Why would you get bloodwork done if you are cruising? Would levels not be stable from being on the cruise? :S


----------



## str4nger (Jul 17, 2012)

would love to find a place near me that does it but there isnt one, and the needle exchange dont do it around my way


----------



## PaulB (Jun 6, 2010)

str4nger said:


> would love to find a place near me that does it but there isnt one, and the needle exchange dont do it around my way


Where are you from?

I used these recently,

http://www.medichecks.com/index.cfm?s=2&d=19&thc=9&test=TEST&name=Testosterone


----------



## str4nger (Jul 17, 2012)

PaulB said:


> Where are you from?
> 
> I used these recently,
> 
> http://www.medichecks.com/index.cfm?s=2&d=19&thc=9&test=TEST&name=Testosterone


Thanks Paul

Ill look into it now, I live on the border or se london and kent


----------



## str4nger (Jul 17, 2012)

PaulB said:


> Where are you from?
> 
> I used these recently,
> 
> http://www.medichecks.com/index.cfm?s=2&d=19&thc=9&test=TEST&name=Testosterone


How did you find the service, I like the fact that they send you a pack and you post the sample back, never heard of anyone doing this?


----------



## PaulB (Jun 6, 2010)

str4nger said:


> Thanks Paul
> 
> Ill look into it now, I live on the border or se london and kent


Pity, if you were around Manchester I could have pointed you in the right direction. There's a place called the pump clinic in the centre of Manchester if anyone else is interested. Google it. They give needles and free blood work, anonymously.


----------



## PaulB (Jun 6, 2010)

str4nger said:


> How did you find the service, I like the fact that they send you a pack and you post the sample back, never heard of anyone doing this?

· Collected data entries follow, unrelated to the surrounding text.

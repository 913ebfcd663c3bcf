use std::fmt::Display;
use std::process::ExitCode;

use clap::Parser;
use lab_btree::{BTree, DEFAULT_ORDER};
use log::info;
use rand::rngs::StdRng;
use rand::{Rng, SeedableRng};

/// Exercises a `BTree<i32, i32>` with sequential and random workloads.
///
/// With no arguments runs the built-in scenarios. With `ORDER N` runs N
/// inserts and N finds on a tree of order ORDER.
#[derive(Debug, Parser, PartialEq)]
#[clap(author, version, about, long_about = None)]
struct Args {
    #[clap(help = "Order of the tree", requires = "n")]
    order: Option<usize>,
    #[clap(help = "Number of keys to insert and look up")]
    n: Option<usize>,
    #[clap(long, help = "Seed for the random workloads")]
    seed: Option<u64>,
}

type Data = Vec<(i32, i32)>;

fn make_int_data(rng: &mut StdRng, n: usize, random: bool) -> Data {
    if random {
        (0..n)
            .map(|_| {
                let key = rng.random_range(0..i32::MAX);
                (key, key)
            })
            .collect()
    } else {
        (0..n).map_while(|i| i32::try_from(i).ok()).map(|key| (key, key)).collect()
    }
}

fn do_inserts(data: &Data, tree: &mut BTree<i32, i32>) {
    for &(key, value) in data {
        tree.insert(key, value);
    }
}

fn verify_finds(data: &Data, tree: &BTree<i32, i32>) {
    for &(key, value) in data {
        match tree.find(&key) {
            Some(&found) if found == value => {}
            found => {
                println!("{found:?}");
                println!("ERROR: Value incorrect for key: {key}");
            }
        }
    }
}

fn print_tree<K: Display, V: Display>(tree: &BTree<K, V>) {
    let mut line = String::from("(root)");
    let mut current_depth = 0;
    for node in tree.traverse() {
        if node.depth() != current_depth {
            println!("{line}");
            line.clear();
            current_depth = node.depth();
        }
        let parent = node.parent_keys().first().map(|first| format!("({first})")).unwrap_or_default();
        for (key, value) in node.entries() {
            line.push_str(&format!("{parent}[{key}|{value}]"));
        }
        if node.depth() > 0 {
            line.push(' ');
        }
    }
    println!("{line}");
}

/// Inserts the sequential then the random workload, checking finds and
/// validity after each.
fn run_workloads(rng: &mut StdRng, tree: &mut BTree<i32, i32>, n: usize) {
    let order = tree.order();

    println!("Testing sequential data...");
    let data = make_int_data(rng, n, false);
    do_inserts(&data, tree);
    verify_finds(&data, tree);
    println!("BTree is valid? {}", tree.is_valid(order));
    tree.clear();

    println!("Testing random data...");
    let data = make_int_data(rng, n, true);
    do_inserts(&data, tree);
    verify_finds(&data, tree);
    println!("BTree is valid? {}", tree.is_valid(order));
    println!();
    info!("order {order}: {} distinct keys, height {}", tree.len(), tree.height());
}

fn small_btree_small_order() -> lab_btree::Result<()> {
    println!("small_btree_small_order");
    let data = vec![(1, 5), (4, 7), (5, 43), (-43, 3), (99, 2), (23, 7)];
    let mut tree = BTree::new(3)?;
    println!("Testing sequential data...");
    do_inserts(&data, &mut tree);
    verify_finds(&data, &tree);
    println!("BTree is valid? {}", tree.is_valid(3));
    println!("Proper value for key not in BTree? {}", tree.find(&-1).is_none());
    println!();
    Ok(())
}

fn large_btree_small_order(rng: &mut StdRng) -> lab_btree::Result<()> {
    println!("large_btree_small_order");
    let mut tree = BTree::new(3)?;
    run_workloads(rng, &mut tree, 2000);
    Ok(())
}

fn huge_btree_large_order(rng: &mut StdRng) -> lab_btree::Result<()> {
    println!("huge_btree_large_order");
    let mut tree = BTree::new(DEFAULT_ORDER)?;
    run_workloads(rng, &mut tree, 200_000);
    Ok(())
}

fn sequential_remove_test() -> lab_btree::Result<()> {
    println!("sequential_remove_test");
    let data = vec![
        (39, 5),
        (4, 7),
        (5, 43),
        (52, 3),
        (99, 2),
        (23, 7),
        (16, 2),
        (9, 4),
        (55, 1),
        (85, 3),
        (100, 3),
        (44, 14),
        (33, 4),
        (101, 54),
    ];
    let mut tree = BTree::new(3)?;
    do_inserts(&data, &mut tree);
    print_tree(&tree);

    for key in [23, 16, 100, 99, 101] {
        tree.remove(&key);
        println!("\n_________________after remove({key})_________________");
        print_tree(&tree);
    }
    tree.clear();
    Ok(())
}

fn generic_test(rng: &mut StdRng, order: usize, n: usize) -> lab_btree::Result<()> {
    let mut tree = BTree::new(order)?;
    run_workloads(rng, &mut tree, n);
    Ok(())
}

fn run(args: &Args) -> lab_btree::Result<()> {
    let mut rng = match args.seed {
        Some(seed) => StdRng::seed_from_u64(seed),
        None => StdRng::from_rng(&mut rand::rng()),
    };

    match (args.order, args.n) {
        (Some(order), Some(n)) => generic_test(&mut rng, order, n),
        _ => {
            small_btree_small_order()?;
            large_btree_small_order(&mut rng)?;
            huge_btree_large_order(&mut rng)?;
            sequential_remove_test()
        }
    }
}

fn main() -> ExitCode {
    env_logger::init();
    let args = Args::parse();

    match run(&args) {
        Ok(()) => ExitCode::SUCCESS,
        Err(err) => {
            eprintln!("{err}");
            ExitCode::FAILURE
        }
    }
}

One of the other guys on here used it. I can't remember his name. The service is very quick. I paid online, next day the package arrived. I sent it on Monday, got result Wednesday morning.


----------



## Guest (Apr 26, 2013)

nunchaku101 said:


> Why would you get bloodwork done if you are cruising? Would levels not be stable from being on the cruise? :S


because a cruise dosage is still usually higher than a TRT dosage -and even on a TRT dosage you are monitored , knowing whether you liver is on the way out thru too many 17aa's or that your blood has turned to soup and is going to give you a stroke /heart attack are pretty important things to know imo  , some ppl dont get any problems with long AAS use and some keel over dead- we are all different , take a gamble or take a look.


----------



## 1manarmy (Apr 22, 2012)

Yeah I've had them done.. Admittedly I've run 3 courses (2 oral 1 pins) and only had one check up


----------



## Big Kris (Aug 25, 2009)

I just go to my doctors to have mine done


----------



## Goose (Jan 29, 2009)

Youd be a fcuking idiot not to.


----------



## BennyC (Mar 18, 2010)

paul xe said:


> I know it might seem daft, but do they test your blood when you donate blood?


Didn't think you were allowed to donate if you have used AAS? at least not supposed to.


----------



## Guest (Jun 3, 2013)

BennyC said:


> Didn't think you were allowed to donate if you have used AAS? at least not supposed to.


if prescribed you can, the rules have more to do with needle usage than AAS use , i.e if you are prescribed TRT and get it injected/monitored at the docs you can, if you self medicate and they have no control over your pinning methods no, you are not supposed too.


----------



## BennyC (Mar 18, 2010)

Seeing my GP on Thursday, I'm not using yet but think I might have test levels on the lower end of the scale. Lately I don't seem to have much libido and I never really have and as of late hard-on's seem to be a bit less frequent than I would like. Sometimes I feel a little down but this is probably more due to my current personal circumstances. I know these factors aren't necessarily linked to low test.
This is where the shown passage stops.